Climate Change Could Irreversibly Alter Nitrogen-Fixing Bacteria In The Ocean, Disrupt Food Chain
A latest study has revealed the potentially dangerous impact of climate change on the survival of the tiny bacterium called trichodesmium. According to the researchers, an irreversible damage to the bacterium could impact the entire marine food chain -- from microscopic planktons to enormous whales.
Trichodesmium is known to survive in the areas of an ocean that are deprived of essential nutrients. The bacteria convert atmospheric nitrogen into a material, which is then used up by other marine organisms for their growth and survival.
According to Eric Webb, the co-author of the study published in the journal Nature Communications, the property of nitrogen fixation makes the bacteria “the fertilizing agent of the open ocean.” The microorganism lives in the form of colonies, also known as the “sea sawdust,” that are visible from the naked eye.
During the study, the researchers observed the growth of trichodesmium by simulating the levels of carbon dioxide that would exist in another 85 years of time. The research team found that it would lead to a reproductive overdrive, which is an enormous multiplication of the bacteria that end up consuming a vast number of resources.
The consumption of a majority of resources would ultimately make other organisms dependent on the same resources die.
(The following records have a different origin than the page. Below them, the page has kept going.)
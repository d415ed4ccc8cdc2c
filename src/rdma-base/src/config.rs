use std::path::Path;
use std::time::Duration;

use serde::{Deserialize, Serialize};

use crate::types::ConnParam;

#[derive(Debug, Clone, PartialEq, Eq, Serialize, Deserialize)]
#[serde(deny_unknown_fields, default)]
pub struct ConnectionConfig {
    /// Maximum outstanding send work requests.
    pub send_wr: u32,
    /// Maximum outstanding receive work requests.
    pub recv_wr: u32,
    /// Size of the single transfer buffer. Both peers must agree on it out of band.
    pub buffer_size: usize,
    /// Bound for address and route resolution, and for waiting on their events.
    pub resolve_timeout_ms: u64,
    /// Pending connection requests a listener admits.
    pub backlog: i32,
    /// Whether the passive side blocks for ESTABLISHED after accepting.
    pub accept_waits_established: bool,
    pub retry_count: u8,
    /// 0 means a send that finds no posted receive faults the connection.
    pub rnr_retry_count: u8,
    pub poll: PollPolicy,
}

impl Default for ConnectionConfig {
    fn default() -> Self {
        ConnectionConfig {
            send_wr: 16,
            recv_wr: 16,
            buffer_size: 1024,
            resolve_timeout_ms: 2000,
            backlog: 1,
            accept_waits_established: true,
            retry_count: 0,
            rnr_retry_count: 0,
            poll: PollPolicy::default(),
        }
    }
}

impl ConnectionConfig {
    pub fn from_path<P: AsRef<Path>>(path: P) -> crate::Result<Self> {
        let content = std::fs::read_to_string(path)?;
        let config = toml::from_str(&content)?;
        Ok(config)
    }

    #[inline]
    pub fn resolve_timeout(&self) -> Duration {
        Duration::from_millis(self.resolve_timeout_ms)
    }

    pub fn conn_param(&self) -> ConnParam {
        ConnParam {
            retry_count: self.retry_count,
            rnr_retry_count: self.rnr_retry_count,
            ..Default::default()
        }
    }
}

/// How a blocking completion wait spends its time.
#[derive(Debug, Clone, Copy, Default, PartialEq, Eq, Serialize, Deserialize)]
#[serde(deny_unknown_fields, default)]
pub struct PollPolicy {
    /// Give up after this many empty polls.
    pub max_attempts: Option<u64>,
    /// Give up after this much wall-clock time.
    pub timeout_ms: Option<u64>,
    pub backoff: Backoff,
}

impl PollPolicy {
    /// Polls forever, yielding between attempts.
    pub const fn unbounded() -> Self {
        PollPolicy {
            max_attempts: None,
            timeout_ms: None,
            backoff: Backoff::Yield,
        }
    }

    pub fn with_timeout(mut self, timeout: Duration) -> Self {
        self.timeout_ms = Some(timeout.as_millis() as u64);
        self
    }

    pub fn with_max_attempts(mut self, attempts: u64) -> Self {
        self.max_attempts = Some(attempts);
        self
    }

    #[inline]
    pub fn timeout(&self) -> Option<Duration> {
        self.timeout_ms.map(Duration::from_millis)
    }
}

#[derive(Debug, Clone, Copy, PartialEq, Eq, Serialize, Deserialize)]
#[serde(rename_all = "snake_case")]
pub enum Backoff {
    Spin,
    Yield,
    Exponential { initial_us: u64, max_us: u64 },
}

impl Default for Backoff {
    fn default() -> Self {
        Backoff::Yield
    }
}

impl Backoff {
    /// Pauses after the `attempt`-th empty poll (0-based).
    pub(crate) fn pause(&self, attempt: u64) {
        match *self {
            Backoff::Spin => std::hint::spin_loop(),
            Backoff::Yield => std::thread::yield_now(),
            Backoff::Exponential { initial_us, max_us } => {
                let shift = attempt.min(32) as u32;
                let us = initial_us.saturating_mul(1u64 << shift).min(max_us);
                std::thread::sleep(Duration::from_micros(us));
            }
        }
    }
}
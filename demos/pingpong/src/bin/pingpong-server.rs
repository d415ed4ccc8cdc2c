use std::net::IpAddr;

use clap::Parser;

use pingpong::Opts;

#[derive(Parser, Debug)]
#[command(about = "RDMA ping-pong server: answers one ping with a pong.")]
pub struct Args {
    /// The address to listen on. Listens on every address when omitted.
    #[arg(long)]
    pub ip: Option<IpAddr>,

    #[command(flatten)]
    pub opts: Opts,
}

fn main() -> anyhow::Result<()> {
    env_logger::init();
    let args = Args::parse();
    if args.opts.sim {
        pingpong::run_sim(&args.opts)
    } else {
        pingpong::run_hardware_server(args.ip, &args.opts)
    }
}
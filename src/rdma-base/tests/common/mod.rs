#![allow(dead_code)]

use std::net::{IpAddr, Ipv4Addr, SocketAddr};

use rdma_base::{Connection, ConnectionConfig, Listener, SimFabric};

pub const PORT: u16 = 20079;
pub const BUF_SIZE: usize = 1024;

pub fn init_logging() {
    let _ = env_logger::builder().is_test(true).try_init();
}

pub fn localhost() -> IpAddr {
    IpAddr::V4(Ipv4Addr::LOCALHOST)
}

pub fn server_addr() -> SocketAddr {
    SocketAddr::new(localhost(), PORT)
}

pub fn listen(fabric: &SimFabric, config: &ConnectionConfig) -> Listener<SimFabric> {
    Listener::bind(fabric.clone(), Some(localhost()), PORT, config.clone()).unwrap()
}

/// Runs the full handshake for one client against `listener`.
pub fn connect_pair(
    fabric: &SimFabric,
    listener: &mut Listener<SimFabric>,
    config: &ConnectionConfig,
) -> (Connection<SimFabric>, Connection<SimFabric>) {
    std::thread::scope(|s| {
        let server = s.spawn(|| {
            let mut conn = listener.accept().unwrap();
            conn.setup_qp(config.send_wr, config.recv_wr).unwrap();
            conn
        });
        let mut client = Connection::connect(fabric.clone(), server_addr(), config.clone()).unwrap();
        client.setup_qp(config.send_wr, config.recv_wr).unwrap();
        (server.join().unwrap(), client)
    })
}

/// A connected pair with a registered host buffer on each side.
pub fn registered_pair(
    fabric: &SimFabric,
    config: &ConnectionConfig,
) -> (
    Listener<SimFabric>,
    Connection<SimFabric>,
    Connection<SimFabric>,
) {
    let mut listener = listen(fabric, config);
    let (mut server, mut client) = connect_pair(fabric, &mut listener, config);
    server.register_memory(config.buffer_size).unwrap();
    client.register_memory(config.buffer_size).unwrap();
    (listener, server, client)
}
In addition, the bacterium would start to compete among themselves for the resources, therefore leading to their own extinction. Then, there would be no nitrogen fixation, and this would deprive the other organisms in the food chain of the resources produced by the bacterium.
When the researchers placed the same bacterium back into the present-day conditions, they found that the change was irreversible or rather permanent. Since the study results question the basic evolutionary principles, the researchers said that more research is needed to find the reason behind the irreversible evolution.